Can you believe this weather? It’s clement, often sunny and positively warm; even The Weather Man calls it warm instead of mild (it’s only ‘warm’ if it’s spring or summer, otherwise it’s ‘mild’, them’s the rules). The gods must be smiling down benevolently, sparing us the sky-high cost of heating the houses just yet.
So it almost feels like it should be salads and barbecues on the menu, we should be sipping cocktails on the patio and planning picnics. And yet the patio is covered with leaves, the days are short and we wake up to the sight of fog in the valley.
So I should be fully within my rights to wax lyrical about pumpkins, soups and root vegetables, those perfect autumnal dishes that are comforting, warming and invariably have cheese in them.
But autumn doesn’t mean only heavy and stodgy food. We often forget it’s the true time of plenty: after the harvest the pantries are full, the fruit needs to be jammed and the game hung.
Modern times do not see so many pantries, even fewer of them full of hanging game but there are plenty of gorgeous dishes to be cooked at this time of year.
All the summer tomatoes, aubergines and peppers will have worthy successors: parsnips, sweet potatoes, beetroot and carrots. Sounds boring? Wait till you try the autumnal vegetable tian or the beetroot gratin.
If we don’t have plentiful, cheap ingredients for a Mediterranean vegetable lasagne any more, let’s make one with cabbage. I promise it won’t be worse, only completely different.

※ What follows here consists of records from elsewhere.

//! Built-in string transforms.
//!
//! A configured [`Strategy`] becomes a transform for [`process`](crate::process)
//! as `|v: &str| strategy.apply(v)`. Embedders are free to pass their own
//! closures instead (encryption, tokenisation, ...).

use base64::engine::general_purpose::STANDARD as BASE64_STANDARD;
use base64::Engine as _;
use regex::Regex;
use sha2::{Digest, Sha256};
use thiserror::Error;

pub const DEFAULT_MASK_CHAR: char = '*';
pub const DEFAULT_REDACTION: &str = "[REDACTED]";

#[derive(Debug, Error)]
pub enum StrategyError {
    #[error("base64 decode error: {0}")]
    Base64Decode(#[from] base64::DecodeError),
    #[error("decoded value is not valid UTF-8")]
    InvalidUtf8(#[from] std::string::FromUtf8Error),
    #[error("invalid pattern: {0}")]
    Pattern(#[from] regex::Error),
    #[error("unknown strategy '{0}', expected one of: {names}", names = Strategy::NAMES.join(", "))]
    Unknown(String),
}

/// A named, configured transform.
#[derive(Debug, Clone)]
pub enum Strategy {
    /// Replace every character with `*`, leaving the last `keep` visible.
    Mask { keep: usize },
    /// Replace the whole value with fixed text.
    Redact { with: String },
    Upper,
    Lower,
    /// Lowercase hex SHA-256 digest of the value.
    Sha256,
    Base64,
    /// Decode standard base64 back into a UTF-8 string.
    Unbase64,
    /// Regex substitution over the value (`$1`-style capture references).
    Replace { pattern: Regex, with: String },
}

impl Strategy {
    /// All strategy names understood by [`Strategy::from_name`].
    pub const NAMES: &'static [&'static str] = &[
        "mask", "redact", "upper", "lower", "sha256", "base64", "unbase64", "replace",
    ];

    /// Build a strategy from its name.
    ///
    /// `keep` only applies to `mask`. `with` is the redaction text for
    /// `redact` and the replacement for `replace`, which also requires
    /// `pattern`.
    pub fn from_name(
        name: &str,
        keep: usize,
        with: Option<&str>,
        pattern: Option<&str>,
    ) -> Result<Self, StrategyError> {
        match name.to_lowercase().as_str() {
            "mask" => Ok(Strategy::Mask { keep }),
            "redact" => Ok(Strategy::Redact {
                with: with.unwrap_or(DEFAULT_REDACTION).to_string(),
            }),
            "upper" => Ok(Strategy::Upper),
            "lower" => Ok(Strategy::Lower),
            "sha256" | "hash" => Ok(Strategy::Sha256),
            "base64" => Ok(Strategy::Base64),
            "unbase64" => Ok(Strategy::Unbase64),
            "replace" => Ok(Strategy::Replace {
                pattern: Regex::new(pattern.unwrap_or(".+"))?,
                with: with.unwrap_or(DEFAULT_REDACTION).to_string(),
            }),
            other => Err(StrategyError::Unknown(other.to_string())),
        }
    }

    pub fn apply(&self, value: &str) -> Result<String, StrategyError> {
        match self {
            Strategy::Mask { keep } => Ok(mask(value, *keep)),
            Strategy::Redact { with } => Ok(with.clone()),
            Strategy::Upper => Ok(value.to_uppercase()),
            Strategy::Lower => Ok(value.to_lowercase()),
            Strategy::Sha256 => Ok(sha256_hex(value)),
            Strategy::Base64 => Ok(BASE64_STANDARD.encode(value)),
            Strategy::Unbase64 => unbase64(value),
            Strategy::Replace { pattern, with } => {
                Ok(pattern.replace_all(value, with.as_str()).into_owned())
            }
        }
    }
}

/// Mask all but the last `keep` characters.
pub fn mask(value: &str, keep: usize) -> String {
    let total = value.chars().count();
    let hidden = total.saturating_sub(keep);
    value
        .chars()
        .enumerate()
        .map(|(i, c)| if i < hidden { DEFAULT_MASK_CHAR } else { c })
        .collect()
}

pub fn sha256_hex(value: &str) -> String {
    hex::encode(Sha256::digest(value.as_bytes()))
}

pub fn unbase64(value: &str) -> Result<String, StrategyError> {
    let bytes = BASE64_STANDARD.decode(value.trim())?;
    Ok(String::from_utf8(bytes)?)
}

Instead of tomatoes we have mushrooms now, wild ones too if we pay a small fortune or live in Scotland. With a punnet of chanterelles you can make some truly magical dishes: pile them on toast, bake them with creamy orzo pasta or simply fold into pappardelle or linguini.
Then there’s fruit: Bursa figs which are the best variety are now in season. Serve them in a salad with the last of summer tomatoes, caramelise them to go with feta saganaki or make a sticky fig cake.
Homely pears are none the worse: with black rice risotto or in a salad with parsnip and halloumi. Or in a cake – with sticky pear and ginger, who needs apple pie?
There is still time for a jar of greengage jelly or rose hip jam – the latter one is foraged wild rose fruit which means free food, which always tastes good.
And as you might have notice, all those fabulous dishes are meat free! There will be something gorgeously seasonal for meat eaters too, next week. For now, discover all those beautiful autumnal vegetables!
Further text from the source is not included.